Take the data below and copy exactly the lines starting at the one with "pub(crate) fn header_map(headers: &HeaderMap)" and finishing at the one with "value = String::from_utf8_lossy(value.as_bytes()).into_owned();", both included.

## ENTRIES SHOWN
[Start of section]

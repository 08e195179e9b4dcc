#![forbid(unsafe_code)]

use clap::Parser;
use proxy_harness_lib::config::{load_from_path, SessionConfig};
use proxy_harness_lib::telemetry::init_tracing;
use proxy_harness_lib::Session;
use std::path::PathBuf;
use tracing::{error, info, warn};

#[derive(Parser, Debug)]
#[command(author, version, about = "Dual-listener proxy test session")]
struct Cli {
    /// Path to configuration TOML file; built-in defaults when omitted
    #[arg(short, long, value_name = "FILE", env = "PROXY_HARNESS_CONFIG")]
    config: Option<PathBuf>,

    /// Log level, overrides the configuration file
    #[arg(long, value_name = "LEVEL")]
    log_level: Option<String>,
}

#[tokio::main]
async fn main() {
    let cli = Cli::parse();

    let cfg = match &cli.config {
        Some(path) => match load_from_path(path) {
            Ok(cfg) => cfg,
            Err(err) => {
                eprintln!("failed to load configuration: {err}");
                std::process::exit(1);
            }
        },
        None => SessionConfig::default(),
    };

    let level = cli.log_level.as_deref().unwrap_or(&cfg.logging.level);
    if let Err(err) = init_tracing(level, cfg.logging.show_target) {
        eprintln!("failed to initialize tracing: {err}");
        std::process::exit(1);
    }

    let mut session = match Session::launch(cfg).await {
        Ok(session) => session,
        Err(err) => {
            error!(%err, "session failed to start");
            std::process::exit(1);
        }
    };

    if let (Some(ports), Some(client)) = (session.ports(), session.client()) {
        info!(
            http_port = ports.http,
            https_port = ports.https,
            upstream_port = ?session.upstream_port(),
            base_url = %client.base_url(),
            "proxy session ready, press Ctrl-C to stop"
        );
    }

    if let Err(err) = tokio::signal::ctrl_c().await {
        warn!(%err, "failed to listen for Ctrl-C, stopping now");
    }

    let report = session.stop().await;
    if report.is_clean() {
        info!("session stopped cleanly");
    } else {
        for (step, err) in report.failures() {
            warn!(%step, %err, "teardown step failed");
        }
    }
}
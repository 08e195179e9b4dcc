use std::sync::OnceLock;
use std::time::Duration;

use async_trait::async_trait;
use http::{Method, StatusCode};
use http_body_util::BodyExt;
use hyper::body::Incoming;
use hyper::{Request, Response};
use tracing::{debug, info, warn};

use crate::error::{HarnessError, Result};
use crate::host::{
    full_body, json_response, status_response, synthetic_response, Endpoint, HostInfo,
    RequestContext, RespBody, Scheme, StartupListener,
};
use crate::proxy::control::{ControlOp, RetrieveType, StatusReport, CONTROL_PREFIX};
use crate::proxy::forwarding::{path_and_query, resolve_target, DefaultUpstream, Forwarder};
use crate::proxy::http_result::{HttpError, HttpResult};
use crate::proxy::recorder::{
    header_map, RecordedExpectation, RecordedRequest, RecordedResponse, RequestLog,
};

/// Forward proxy endpoint that records every exchange.
///
/// Mount it on a [`HostServer`](crate::host::HostServer) and register it as a
/// startup listener too: until the host reports its listeners the endpoint
/// answers `503`.
pub struct ProxyEndpoint {
    log: RequestLog,
    forwarder: Forwarder,
    host: OnceLock<HostInfo>,
}

impl ProxyEndpoint {
    pub fn new(default_upstream: Option<DefaultUpstream>, connect_timeout: Duration) -> Self {
        Self {
            log: RequestLog::new(),
            forwarder: Forwarder::new(default_upstream, connect_timeout),
            host: OnceLock::new(),
        }
    }

    pub fn is_initialized(&self) -> bool {
        self.host.get().is_some()
    }

    pub fn default_upstream(&self) -> Option<&DefaultUpstream> {
        self.forwarder.default_upstream()
    }

    pub fn recorded_requests(&self) -> Vec<RecordedRequest> {
        self.log.requests()
    }

    pub fn recorded_expectations(&self) -> Vec<RecordedExpectation> {
        self.log.expectations()
    }

    /// Clears recorded state, returning how many requests were dropped
    pub fn reset(&self) -> usize {
        self.log.reset()
    }

    async fn route(&self, req: Request<Incoming>, ctx: &RequestContext) -> HttpResult<Response<RespBody>> {
        let host = self.host.get().ok_or(HttpError::NotInitialized)?;
        if let Some(name) = ctx.path_within.strip_prefix(CONTROL_PREFIX) {
            return self.control(req.method(), name, req.uri().query(), host);
        }
        self.forward(req, ctx, host).await
    }

    fn control(
        &self,
        method: &Method,
        name: &str,
        query: Option<&str>,
        host: &HostInfo,
    ) -> HttpResult<Response<RespBody>> {
        if method != Method::PUT {
            return Err(HttpError::MethodNotAllowed(method.to_string()));
        }
        match ControlOp::parse(name, query)? {
            ControlOp::Reset => {
                let dropped = self.reset();
                info!(dropped, "proxy state reset");
                Ok(status_response(StatusCode::OK))
            }
            ControlOp::Retrieve(kind) => {
                debug!(kind = kind.as_str(), "retrieving recorded state");
                Ok(match kind {
                    RetrieveType::Requests => json_response(StatusCode::OK, &self.log.requests()),
                    RetrieveType::RecordedExpectations => {
                        json_response(StatusCode::OK, &self.log.expectations())
                    }
                })
            }
            ControlOp::Status => {
                let report = StatusReport {
                    ports: host.ports(),
                    http_port: host.port(Scheme::Http),
                    https_port: host.port(Scheme::Https),
                    redirect_port: host.redirect_port,
                    recorded_requests: self.log.requests().len(),
                };
                Ok(json_response(StatusCode::OK, &report))
            }
        }
    }

    async fn forward(
        &self,
        req: Request<Incoming>,
        ctx: &RequestContext,
        host: &HostInfo,
    ) -> HttpResult<Response<RespBody>> {
        let target = resolve_target(req.uri(), req.headers(), &host.ports())?;
        let (parts, body) = req.into_parts();
        let body = body
            .collect()
            .await
            .map_err(|e| HttpError::FailedToReadRequestBody(e.to_string()))?
            .to_bytes();

        let query = parts.uri.query().map(str::to_string);
        let recorded = RecordedRequest {
            method: parts.method.to_string(),
            path: ctx.path_within.clone(),
            query: query.clone(),
            headers: header_map(&parts.headers),
            body: String::from_utf8_lossy(&body).into_owned(),
            secure: ctx.scheme == Scheme::Https,
        };
        self.log.record_request(recorded.clone());

        let pq = path_and_query(&ctx.path_within, query.as_deref());
        let upstream = self.forwarder.send(target, &parts, body, &pq).await?;

        self.log.record_expectation(RecordedExpectation {
            request: recorded,
            response: RecordedResponse {
                status: upstream.status.as_u16(),
                headers: header_map(&upstream.headers),
                body: String::from_utf8_lossy(&upstream.body).into_owned(),
            },
        });

        let mut resp = Response::new(full_body(upstream.body));
        *resp.status_mut() = upstream.status;
        *resp.headers_mut() = upstream.headers;
        Ok(resp)
    }
}

#[async_trait]
impl Endpoint for ProxyEndpoint {
    async fn handle(&self, req: Request<Incoming>, ctx: RequestContext) -> Response<RespBody> {
        let method = req.method().clone();
        match self.route(req, &ctx).await {
            Ok(resp) => resp,
            Err(e) => {
                let status = StatusCode::from(e.clone());
                if status.is_server_error() {
                    warn!(%method, path = %ctx.path_within, peer = %ctx.peer, error = %e, "proxy request failed");
                } else {
                    debug!(%method, path = %ctx.path_within, error = %e, "proxy request rejected");
                }
                synthetic_response(status, "text/plain; charset=utf-8", e.to_string())
            }
        }
    }
}

impl StartupListener for ProxyEndpoint {
    fn on_startup(&self, host: &HostInfo) -> Result<()> {
        self.host.set(host.clone()).map_err(|_| {
            HarnessError::Startup("proxy endpoint is already attached to a host".to_string())
        })?;
        info!(
            ports = ?host.ports(),
            default_upstream = ?self.default_upstream(),
            "proxy endpoint initialized"
        );
        Ok(())
    }
}
use std::fmt;

use crate::error::{HarnessError, Result};

/// Cleanup actions, in the order teardown runs them
#[derive(Debug, Clone, Copy, PartialEq, Eq)]
pub enum TeardownStep {
    RestoreKeystoreFormat,
    StopClient,
    StopUpstream,
    StopHost,
    AwaitRelease,
}

impl TeardownStep {
    pub const ORDER: [TeardownStep; 5] = [
        TeardownStep::RestoreKeystoreFormat,
        TeardownStep::StopClient,
        TeardownStep::StopUpstream,
        TeardownStep::StopHost,
        TeardownStep::AwaitRelease,
    ];

    pub fn as_str(&self) -> &'static str {
        match self {
            TeardownStep::RestoreKeystoreFormat => "restore-keystore-format",
            TeardownStep::StopClient => "stop-client",
            TeardownStep::StopUpstream => "stop-upstream",
            TeardownStep::StopHost => "stop-host",
            TeardownStep::AwaitRelease => "await-release",
        }
    }
}

impl fmt::Display for TeardownStep {
    fn fmt(&self, f: &mut fmt::Formatter<'_>) -> fmt::Result {
        f.write_str(self.as_str())
    }
}

#[derive(Debug)]
pub struct TeardownOutcome {
    pub step: TeardownStep,
    pub result: Result<()>,
}

/// Outcome of every teardown step; failures are collected, never raised
#[derive(Debug, Default)]
pub struct TeardownReport {
    pub outcomes: Vec<TeardownOutcome>,
}

impl TeardownReport {
    pub(crate) fn record(&mut self, step: TeardownStep, result: Result<()>) {
        self.outcomes.push(TeardownOutcome { step, result });
    }

    /// No step ran, as for a repeated teardown
    pub fn is_empty(&self) -> bool {
        self.outcomes.is_empty()
    }

    pub fn is_clean(&self) -> bool {
        self.outcomes.iter().all(|o| o.result.is_ok())
    }

    pub fn steps(&self) -> Vec<TeardownStep> {
        self.outcomes.iter().map(|o| o.step).collect()
    }

    pub fn failures(&self) -> impl Iterator<Item = (TeardownStep, &HarnessError)> {
        self.outcomes
            .iter()
            .filter_map(|o| o.result.as_ref().err().map(|e| (o.step, e)))
    }
}
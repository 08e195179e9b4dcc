pub mod tracing;

pub use self::tracing::{init_test_tracing, init_tracing};
use std::collections::BTreeMap;
use std::sync::Mutex;

use http::HeaderMap;
use serde::{Deserialize, Serialize};

/// A request seen by the proxy endpoint
#[derive(Debug, Clone, PartialEq, Eq, Serialize, Deserialize)]
pub struct RecordedRequest {
    pub method: String,
    /// Path below the context path
    pub path: String,
    #[serde(default)]
    pub query: Option<String>,
    #[serde(default)]
    pub headers: BTreeMap<String, String>,
    #[serde(default)]
    pub body: String,
    /// Arrived on the TLS listener
    #[serde(default)]
    pub secure: bool,
}

#[derive(Debug, Clone, PartialEq, Eq, Serialize, Deserialize)]
pub struct RecordedResponse {
    pub status: u16,
    #[serde(default)]
    pub headers: BTreeMap<String, String>,
    #[serde(default)]
    pub body: String,
}

/// A forwarded exchange, replayable as an expectation
#[derive(Debug, Clone, PartialEq, Eq, Serialize, Deserialize)]
pub struct RecordedExpectation {
    pub request: RecordedRequest,
    pub response: RecordedResponse,
}

#[derive(Default)]
struct LogInner {
    requests: Vec<RecordedRequest>,
    expectations: Vec<RecordedExpectation>,
}

/// In-memory state accumulated by the proxy between resets
#[derive(Default)]
pub struct RequestLog {
    inner: Mutex<LogInner>,
}

impl RequestLog {
    pub fn new() -> Self {
        Self::default()
    }

    pub fn record_request(&self, request: RecordedRequest) {
        self.lock().requests.push(request);
    }

    pub fn record_expectation(&self, expectation: RecordedExpectation) {
        self.lock().expectations.push(expectation);
    }

    pub fn requests(&self) -> Vec<RecordedRequest> {
        self.lock().requests.clone()
    }

    pub fn expectations(&self) -> Vec<RecordedExpectation> {
        self.lock().expectations.clone()
    }

    /// Clears everything, returning how many requests were dropped
    pub fn reset(&self) -> usize {
        let mut inner = self.lock();
        let dropped = inner.requests.len();
        inner.requests.clear();
        inner.expectations.clear();
        dropped
    }

    fn lock(&self) -> std::sync::MutexGuard<'_, LogInner> {
        // A panic while holding the lock cannot leave the vectors half-written
        self.inner.lock().unwrap_or_else(|poisoned| poisoned.into_inner())
    }
}

/// Flattens headers into a sorted map, joining repeated values with ", "
pub(crate) fn header_map(headers: &HeaderMap) -> BTreeMap<String, String> {
    let mut out: BTreeMap<String, String> = BTreeMap::new();
    for (name, value) in headers {
        let value = String::from_utf8_lossy(value.as_bytes()).into_owned();
        out.entry(name.as_str().to_string())
            .and_modify(|existing| {
                existing.push_str(", ");
                existing.push_str(&value);
            })
            .or_insert(value);
    }
    out
}

#[cfg(test)]
mod tests {
    use super::*;

    fn request(path: &str) -> RecordedRequest {
        RecordedRequest {
            method: "GET".to_string(),
            path: path.to_string(),
            query: None,
            headers: BTreeMap::new(),
            body: String::new(),
            secure: false,
        }
    }

    #[test]
    fn test_reset_clears_requests_and_expectations() {
        let log = RequestLog::new();
        log.record_request(request("/a"));
        log.record_request(request("/b"));
        log.record_expectation(RecordedExpectation {
            request: request("/a"),
            response: RecordedResponse { status: 200, headers: BTreeMap::new(), body: String::new() },
        });

        assert_eq!(log.reset(), 2);
        assert!(log.requests().is_empty());
        assert!(log.expectations().is_empty());
    }

    #[test]
    fn test_header_map_joins_repeated_values() {
        let mut headers = HeaderMap::new();
        headers.append("x-tag", "one".parse().unwrap());
        headers.append("x-tag", "two".parse().unwrap());
        let map = header_map(&headers);
        assert_eq!(map.get("x-tag").map(String::as_str), Some("one, two"));
    }
}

[End of section]

## SOLUTION BELOW
pub(crate) fn header_map(headers: &HeaderMap) -> BTreeMap<String, String> {
    let mut out: BTreeMap<String, String> = BTreeMap::new();
    for (name, value) in headers {
        let value = String::from_utf8_lossy(value.as_bytes()).into_owned();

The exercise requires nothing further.